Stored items
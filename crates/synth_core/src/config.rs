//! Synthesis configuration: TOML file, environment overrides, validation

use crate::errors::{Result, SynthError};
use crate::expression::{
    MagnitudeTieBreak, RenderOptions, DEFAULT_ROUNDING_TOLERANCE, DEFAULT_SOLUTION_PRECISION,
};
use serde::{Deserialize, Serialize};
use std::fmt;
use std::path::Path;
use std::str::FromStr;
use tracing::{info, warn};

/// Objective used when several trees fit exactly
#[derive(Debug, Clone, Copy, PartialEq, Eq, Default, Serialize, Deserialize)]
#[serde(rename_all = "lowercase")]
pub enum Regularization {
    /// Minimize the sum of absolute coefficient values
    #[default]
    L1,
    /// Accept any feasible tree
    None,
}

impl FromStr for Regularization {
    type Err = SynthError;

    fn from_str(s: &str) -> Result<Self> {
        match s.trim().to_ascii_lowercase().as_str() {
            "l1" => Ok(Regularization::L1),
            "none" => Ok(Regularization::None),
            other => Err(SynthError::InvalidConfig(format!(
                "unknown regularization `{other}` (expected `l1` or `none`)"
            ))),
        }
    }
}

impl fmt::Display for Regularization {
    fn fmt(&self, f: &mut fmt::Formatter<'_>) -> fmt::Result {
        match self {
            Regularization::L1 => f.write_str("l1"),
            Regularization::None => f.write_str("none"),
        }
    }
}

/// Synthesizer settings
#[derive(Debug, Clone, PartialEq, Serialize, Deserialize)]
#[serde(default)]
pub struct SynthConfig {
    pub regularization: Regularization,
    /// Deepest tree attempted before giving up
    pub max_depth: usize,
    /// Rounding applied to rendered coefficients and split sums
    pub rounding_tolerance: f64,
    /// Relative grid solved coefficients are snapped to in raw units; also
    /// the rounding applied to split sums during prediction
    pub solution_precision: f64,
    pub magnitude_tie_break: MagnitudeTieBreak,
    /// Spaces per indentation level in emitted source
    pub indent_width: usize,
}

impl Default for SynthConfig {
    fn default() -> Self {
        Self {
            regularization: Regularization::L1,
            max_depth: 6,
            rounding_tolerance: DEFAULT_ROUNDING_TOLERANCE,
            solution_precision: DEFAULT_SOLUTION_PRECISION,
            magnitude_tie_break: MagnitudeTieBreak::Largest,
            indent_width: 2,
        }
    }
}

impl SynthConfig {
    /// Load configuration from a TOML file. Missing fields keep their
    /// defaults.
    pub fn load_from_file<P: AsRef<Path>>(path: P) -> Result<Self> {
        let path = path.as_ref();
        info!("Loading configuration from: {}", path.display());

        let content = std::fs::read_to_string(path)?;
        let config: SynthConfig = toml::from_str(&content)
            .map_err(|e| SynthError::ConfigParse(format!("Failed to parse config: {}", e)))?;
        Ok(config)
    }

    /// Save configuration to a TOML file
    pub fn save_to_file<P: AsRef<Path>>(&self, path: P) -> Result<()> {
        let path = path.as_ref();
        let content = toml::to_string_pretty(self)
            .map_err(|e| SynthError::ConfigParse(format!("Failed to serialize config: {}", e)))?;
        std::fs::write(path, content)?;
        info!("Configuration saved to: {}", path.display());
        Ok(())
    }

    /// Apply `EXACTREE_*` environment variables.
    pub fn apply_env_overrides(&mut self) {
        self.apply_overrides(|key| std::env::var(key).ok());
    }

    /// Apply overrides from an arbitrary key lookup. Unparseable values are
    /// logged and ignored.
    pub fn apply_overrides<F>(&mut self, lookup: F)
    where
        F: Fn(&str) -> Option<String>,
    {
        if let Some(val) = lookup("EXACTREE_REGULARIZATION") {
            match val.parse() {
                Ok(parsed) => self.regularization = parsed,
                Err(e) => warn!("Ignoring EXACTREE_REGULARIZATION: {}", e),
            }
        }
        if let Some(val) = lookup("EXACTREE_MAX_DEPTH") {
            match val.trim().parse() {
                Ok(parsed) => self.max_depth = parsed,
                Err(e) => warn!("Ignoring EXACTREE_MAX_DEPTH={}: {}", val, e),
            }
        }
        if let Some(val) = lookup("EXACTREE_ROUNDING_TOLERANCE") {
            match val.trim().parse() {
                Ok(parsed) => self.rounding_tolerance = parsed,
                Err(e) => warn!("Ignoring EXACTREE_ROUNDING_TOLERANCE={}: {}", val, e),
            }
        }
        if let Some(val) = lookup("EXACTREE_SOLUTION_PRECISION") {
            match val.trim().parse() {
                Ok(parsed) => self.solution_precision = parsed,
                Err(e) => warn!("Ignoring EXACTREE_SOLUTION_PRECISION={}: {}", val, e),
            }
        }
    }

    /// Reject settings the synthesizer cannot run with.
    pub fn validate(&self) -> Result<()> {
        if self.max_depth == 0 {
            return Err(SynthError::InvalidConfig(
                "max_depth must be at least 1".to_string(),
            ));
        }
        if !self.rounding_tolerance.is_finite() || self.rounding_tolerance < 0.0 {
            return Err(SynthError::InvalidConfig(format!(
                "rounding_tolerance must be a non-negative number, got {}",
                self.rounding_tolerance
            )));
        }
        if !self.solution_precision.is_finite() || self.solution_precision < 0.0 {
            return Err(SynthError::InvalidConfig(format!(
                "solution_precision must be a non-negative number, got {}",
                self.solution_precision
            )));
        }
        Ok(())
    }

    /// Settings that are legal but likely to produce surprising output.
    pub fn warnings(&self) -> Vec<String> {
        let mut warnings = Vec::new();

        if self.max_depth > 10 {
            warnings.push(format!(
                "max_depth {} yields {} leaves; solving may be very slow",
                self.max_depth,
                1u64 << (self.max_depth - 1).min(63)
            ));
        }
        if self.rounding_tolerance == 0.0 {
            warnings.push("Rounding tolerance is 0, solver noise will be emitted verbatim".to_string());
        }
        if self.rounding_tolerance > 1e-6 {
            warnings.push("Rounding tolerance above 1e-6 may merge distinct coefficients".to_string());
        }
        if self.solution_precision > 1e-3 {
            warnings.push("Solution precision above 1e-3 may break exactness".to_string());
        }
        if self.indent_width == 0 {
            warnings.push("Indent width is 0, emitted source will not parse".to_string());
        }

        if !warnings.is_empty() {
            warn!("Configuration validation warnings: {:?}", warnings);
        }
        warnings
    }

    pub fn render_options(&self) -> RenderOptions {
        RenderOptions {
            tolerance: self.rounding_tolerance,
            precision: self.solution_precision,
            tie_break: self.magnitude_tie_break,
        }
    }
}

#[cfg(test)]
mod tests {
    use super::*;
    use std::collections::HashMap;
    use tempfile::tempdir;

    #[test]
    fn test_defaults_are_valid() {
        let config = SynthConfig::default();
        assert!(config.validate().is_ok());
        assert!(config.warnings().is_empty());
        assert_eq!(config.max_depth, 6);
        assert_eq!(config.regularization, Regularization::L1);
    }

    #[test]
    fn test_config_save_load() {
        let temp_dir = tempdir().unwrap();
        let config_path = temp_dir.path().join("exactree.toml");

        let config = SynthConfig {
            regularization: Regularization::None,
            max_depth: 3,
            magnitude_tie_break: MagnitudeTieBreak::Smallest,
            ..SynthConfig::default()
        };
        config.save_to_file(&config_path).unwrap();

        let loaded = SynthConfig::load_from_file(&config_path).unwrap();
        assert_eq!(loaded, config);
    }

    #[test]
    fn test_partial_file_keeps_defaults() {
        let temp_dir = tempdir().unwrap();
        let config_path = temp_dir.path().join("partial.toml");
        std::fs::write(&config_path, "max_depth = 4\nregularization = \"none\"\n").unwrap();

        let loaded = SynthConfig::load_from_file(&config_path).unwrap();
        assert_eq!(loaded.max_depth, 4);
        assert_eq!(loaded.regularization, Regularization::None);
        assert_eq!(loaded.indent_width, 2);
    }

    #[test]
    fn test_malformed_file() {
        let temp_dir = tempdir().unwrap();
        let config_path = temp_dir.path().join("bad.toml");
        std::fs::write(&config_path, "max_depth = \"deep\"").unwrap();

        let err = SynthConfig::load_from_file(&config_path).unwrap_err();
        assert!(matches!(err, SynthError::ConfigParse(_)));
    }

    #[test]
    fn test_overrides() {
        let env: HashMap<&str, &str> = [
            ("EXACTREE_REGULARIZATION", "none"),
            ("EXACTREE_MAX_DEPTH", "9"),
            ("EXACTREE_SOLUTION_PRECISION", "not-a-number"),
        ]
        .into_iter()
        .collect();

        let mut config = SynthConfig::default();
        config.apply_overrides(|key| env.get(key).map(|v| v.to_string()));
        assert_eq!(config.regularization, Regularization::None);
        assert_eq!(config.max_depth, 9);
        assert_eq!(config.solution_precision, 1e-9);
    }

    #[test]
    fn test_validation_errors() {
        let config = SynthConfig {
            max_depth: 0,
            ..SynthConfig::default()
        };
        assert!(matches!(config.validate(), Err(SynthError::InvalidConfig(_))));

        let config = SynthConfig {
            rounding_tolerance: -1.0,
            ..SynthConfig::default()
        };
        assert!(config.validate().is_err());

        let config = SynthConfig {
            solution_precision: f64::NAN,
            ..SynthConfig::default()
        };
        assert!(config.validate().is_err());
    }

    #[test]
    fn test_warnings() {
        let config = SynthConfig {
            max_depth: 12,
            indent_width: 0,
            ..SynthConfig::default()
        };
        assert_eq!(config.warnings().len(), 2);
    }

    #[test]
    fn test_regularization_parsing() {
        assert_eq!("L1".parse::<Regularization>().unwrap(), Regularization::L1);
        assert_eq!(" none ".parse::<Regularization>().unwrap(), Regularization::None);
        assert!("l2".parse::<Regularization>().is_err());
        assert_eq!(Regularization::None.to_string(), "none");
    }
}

...

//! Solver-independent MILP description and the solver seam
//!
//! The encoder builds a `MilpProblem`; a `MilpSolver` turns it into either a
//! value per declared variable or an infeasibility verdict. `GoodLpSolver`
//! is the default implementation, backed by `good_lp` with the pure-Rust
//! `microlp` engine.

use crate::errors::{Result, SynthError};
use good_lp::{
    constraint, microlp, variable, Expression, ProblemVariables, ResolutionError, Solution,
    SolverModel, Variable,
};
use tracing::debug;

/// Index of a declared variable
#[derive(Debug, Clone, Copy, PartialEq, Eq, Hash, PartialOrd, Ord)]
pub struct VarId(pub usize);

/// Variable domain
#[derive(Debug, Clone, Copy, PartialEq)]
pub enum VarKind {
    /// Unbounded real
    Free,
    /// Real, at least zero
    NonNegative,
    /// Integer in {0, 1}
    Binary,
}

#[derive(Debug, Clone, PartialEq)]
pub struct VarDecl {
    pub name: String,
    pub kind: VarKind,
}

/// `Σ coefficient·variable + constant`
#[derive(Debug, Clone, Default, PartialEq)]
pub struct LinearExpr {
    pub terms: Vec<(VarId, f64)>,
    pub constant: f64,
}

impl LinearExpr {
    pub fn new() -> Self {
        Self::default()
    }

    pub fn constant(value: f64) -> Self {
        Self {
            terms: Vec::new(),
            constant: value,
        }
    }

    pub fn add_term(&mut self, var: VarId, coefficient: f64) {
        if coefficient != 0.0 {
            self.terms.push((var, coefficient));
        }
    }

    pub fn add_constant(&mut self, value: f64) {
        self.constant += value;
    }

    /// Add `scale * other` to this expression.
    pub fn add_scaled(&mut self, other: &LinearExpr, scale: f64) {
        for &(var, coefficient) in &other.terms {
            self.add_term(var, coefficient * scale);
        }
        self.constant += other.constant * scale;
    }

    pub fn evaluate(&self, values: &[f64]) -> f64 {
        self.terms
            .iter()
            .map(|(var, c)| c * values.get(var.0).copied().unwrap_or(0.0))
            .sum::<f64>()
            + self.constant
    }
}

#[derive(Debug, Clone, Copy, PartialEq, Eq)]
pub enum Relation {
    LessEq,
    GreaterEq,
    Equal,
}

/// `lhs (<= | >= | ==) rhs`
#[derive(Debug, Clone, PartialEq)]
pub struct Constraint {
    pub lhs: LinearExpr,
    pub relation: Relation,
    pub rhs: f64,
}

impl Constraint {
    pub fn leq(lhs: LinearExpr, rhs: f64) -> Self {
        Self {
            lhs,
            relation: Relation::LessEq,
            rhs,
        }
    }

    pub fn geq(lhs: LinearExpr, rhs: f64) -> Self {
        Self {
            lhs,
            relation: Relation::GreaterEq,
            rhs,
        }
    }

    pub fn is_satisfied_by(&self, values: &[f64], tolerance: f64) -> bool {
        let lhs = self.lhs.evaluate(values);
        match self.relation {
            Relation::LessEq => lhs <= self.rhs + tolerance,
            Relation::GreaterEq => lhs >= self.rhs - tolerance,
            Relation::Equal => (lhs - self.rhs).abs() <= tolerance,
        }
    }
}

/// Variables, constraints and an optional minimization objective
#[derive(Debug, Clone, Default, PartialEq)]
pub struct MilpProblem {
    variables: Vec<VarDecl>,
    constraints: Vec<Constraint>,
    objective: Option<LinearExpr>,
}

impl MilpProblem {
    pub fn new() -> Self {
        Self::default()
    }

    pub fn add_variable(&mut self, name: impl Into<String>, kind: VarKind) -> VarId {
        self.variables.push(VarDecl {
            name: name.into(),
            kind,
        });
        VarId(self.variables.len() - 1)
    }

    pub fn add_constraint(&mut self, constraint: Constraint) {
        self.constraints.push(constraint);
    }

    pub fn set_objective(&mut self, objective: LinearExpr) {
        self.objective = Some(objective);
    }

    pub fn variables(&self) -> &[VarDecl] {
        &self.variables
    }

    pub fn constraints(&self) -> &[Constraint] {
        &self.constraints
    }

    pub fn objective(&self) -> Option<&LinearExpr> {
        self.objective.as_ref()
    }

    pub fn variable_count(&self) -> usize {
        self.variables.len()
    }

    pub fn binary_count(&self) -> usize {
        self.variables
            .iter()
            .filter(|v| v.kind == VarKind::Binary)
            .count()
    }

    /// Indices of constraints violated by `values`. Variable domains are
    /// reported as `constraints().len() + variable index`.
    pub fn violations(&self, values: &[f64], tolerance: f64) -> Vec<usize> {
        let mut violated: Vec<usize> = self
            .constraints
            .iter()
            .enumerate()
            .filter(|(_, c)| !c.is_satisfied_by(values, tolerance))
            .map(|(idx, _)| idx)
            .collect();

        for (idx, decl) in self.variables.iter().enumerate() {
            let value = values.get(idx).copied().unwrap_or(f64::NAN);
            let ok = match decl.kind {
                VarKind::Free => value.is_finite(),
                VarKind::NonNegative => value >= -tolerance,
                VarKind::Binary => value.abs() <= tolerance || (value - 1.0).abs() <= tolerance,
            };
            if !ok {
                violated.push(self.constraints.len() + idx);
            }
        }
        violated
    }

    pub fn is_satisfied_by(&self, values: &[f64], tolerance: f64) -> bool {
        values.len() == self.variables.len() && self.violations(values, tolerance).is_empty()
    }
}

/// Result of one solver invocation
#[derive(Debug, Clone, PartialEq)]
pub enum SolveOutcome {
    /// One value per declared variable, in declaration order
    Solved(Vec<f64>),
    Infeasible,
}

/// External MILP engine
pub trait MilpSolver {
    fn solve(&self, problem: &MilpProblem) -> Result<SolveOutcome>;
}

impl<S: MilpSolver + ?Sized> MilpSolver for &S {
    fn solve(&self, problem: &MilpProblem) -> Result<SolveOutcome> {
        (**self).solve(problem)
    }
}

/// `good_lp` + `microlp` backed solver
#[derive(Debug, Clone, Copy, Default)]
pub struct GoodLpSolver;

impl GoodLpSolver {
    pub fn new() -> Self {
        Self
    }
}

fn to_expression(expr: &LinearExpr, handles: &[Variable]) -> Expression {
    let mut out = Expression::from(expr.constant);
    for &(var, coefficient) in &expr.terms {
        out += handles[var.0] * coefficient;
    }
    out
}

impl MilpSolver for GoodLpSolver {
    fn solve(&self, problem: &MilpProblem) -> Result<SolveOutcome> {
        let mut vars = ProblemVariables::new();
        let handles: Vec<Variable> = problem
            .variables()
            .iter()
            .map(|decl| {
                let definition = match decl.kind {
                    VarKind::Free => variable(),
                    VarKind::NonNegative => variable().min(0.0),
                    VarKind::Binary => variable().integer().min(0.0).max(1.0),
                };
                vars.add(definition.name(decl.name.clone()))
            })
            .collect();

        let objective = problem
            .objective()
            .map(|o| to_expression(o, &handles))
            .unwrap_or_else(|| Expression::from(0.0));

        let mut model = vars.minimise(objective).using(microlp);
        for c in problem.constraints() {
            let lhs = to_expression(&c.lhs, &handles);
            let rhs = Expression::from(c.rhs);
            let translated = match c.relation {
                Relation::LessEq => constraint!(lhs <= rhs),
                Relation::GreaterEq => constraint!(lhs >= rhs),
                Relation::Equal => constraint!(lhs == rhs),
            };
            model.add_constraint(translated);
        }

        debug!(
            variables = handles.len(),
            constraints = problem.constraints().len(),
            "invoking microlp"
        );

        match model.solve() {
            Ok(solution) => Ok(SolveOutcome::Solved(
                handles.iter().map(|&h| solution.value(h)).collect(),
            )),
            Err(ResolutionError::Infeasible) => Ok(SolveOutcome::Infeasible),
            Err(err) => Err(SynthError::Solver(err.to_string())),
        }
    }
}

--

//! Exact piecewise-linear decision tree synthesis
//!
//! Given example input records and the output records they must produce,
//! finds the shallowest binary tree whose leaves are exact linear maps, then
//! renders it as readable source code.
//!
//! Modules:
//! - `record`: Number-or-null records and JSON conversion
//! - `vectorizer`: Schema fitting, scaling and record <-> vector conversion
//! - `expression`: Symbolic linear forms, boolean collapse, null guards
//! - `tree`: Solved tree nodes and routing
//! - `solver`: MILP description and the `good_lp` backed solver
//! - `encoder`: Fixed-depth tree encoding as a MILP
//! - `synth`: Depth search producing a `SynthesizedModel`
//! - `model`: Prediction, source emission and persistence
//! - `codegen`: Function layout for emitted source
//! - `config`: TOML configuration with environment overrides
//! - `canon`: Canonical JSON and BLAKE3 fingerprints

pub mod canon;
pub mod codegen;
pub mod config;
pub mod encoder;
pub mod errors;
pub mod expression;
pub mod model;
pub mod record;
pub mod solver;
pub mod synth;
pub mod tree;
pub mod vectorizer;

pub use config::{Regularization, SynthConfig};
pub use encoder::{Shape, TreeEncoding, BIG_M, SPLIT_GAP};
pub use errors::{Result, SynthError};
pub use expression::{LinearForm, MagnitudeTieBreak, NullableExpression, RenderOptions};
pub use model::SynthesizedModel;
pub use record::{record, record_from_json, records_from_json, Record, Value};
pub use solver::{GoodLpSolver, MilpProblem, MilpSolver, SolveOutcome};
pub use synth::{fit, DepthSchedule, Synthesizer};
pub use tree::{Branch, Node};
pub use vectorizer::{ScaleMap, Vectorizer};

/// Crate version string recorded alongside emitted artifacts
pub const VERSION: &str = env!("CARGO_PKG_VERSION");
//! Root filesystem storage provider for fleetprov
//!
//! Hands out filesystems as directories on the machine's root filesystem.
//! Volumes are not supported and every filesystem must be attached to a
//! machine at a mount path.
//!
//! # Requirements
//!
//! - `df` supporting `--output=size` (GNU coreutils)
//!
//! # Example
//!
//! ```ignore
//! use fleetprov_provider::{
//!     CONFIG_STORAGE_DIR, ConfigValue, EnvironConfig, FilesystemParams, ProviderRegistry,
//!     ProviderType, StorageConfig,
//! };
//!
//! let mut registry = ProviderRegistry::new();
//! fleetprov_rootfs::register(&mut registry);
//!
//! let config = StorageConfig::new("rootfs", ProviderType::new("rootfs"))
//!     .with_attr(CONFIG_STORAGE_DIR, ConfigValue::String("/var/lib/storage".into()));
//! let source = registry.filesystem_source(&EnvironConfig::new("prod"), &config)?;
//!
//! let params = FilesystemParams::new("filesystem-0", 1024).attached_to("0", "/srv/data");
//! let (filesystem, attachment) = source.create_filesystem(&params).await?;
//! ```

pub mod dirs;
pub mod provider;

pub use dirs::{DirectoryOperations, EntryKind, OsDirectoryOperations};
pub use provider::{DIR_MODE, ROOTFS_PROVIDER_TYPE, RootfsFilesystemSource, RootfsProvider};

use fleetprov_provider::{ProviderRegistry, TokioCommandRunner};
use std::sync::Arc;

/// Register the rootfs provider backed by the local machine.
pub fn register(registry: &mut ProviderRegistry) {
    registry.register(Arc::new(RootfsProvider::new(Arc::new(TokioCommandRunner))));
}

**WORK ITEM:** Take each line above that holds the string "Infeasible" and copy it.

**SOLUTION TO THIS EXERCISE:**
    Infeasible,
            Err(ResolutionError::Infeasible) => Ok(SolveOutcome::Infeasible),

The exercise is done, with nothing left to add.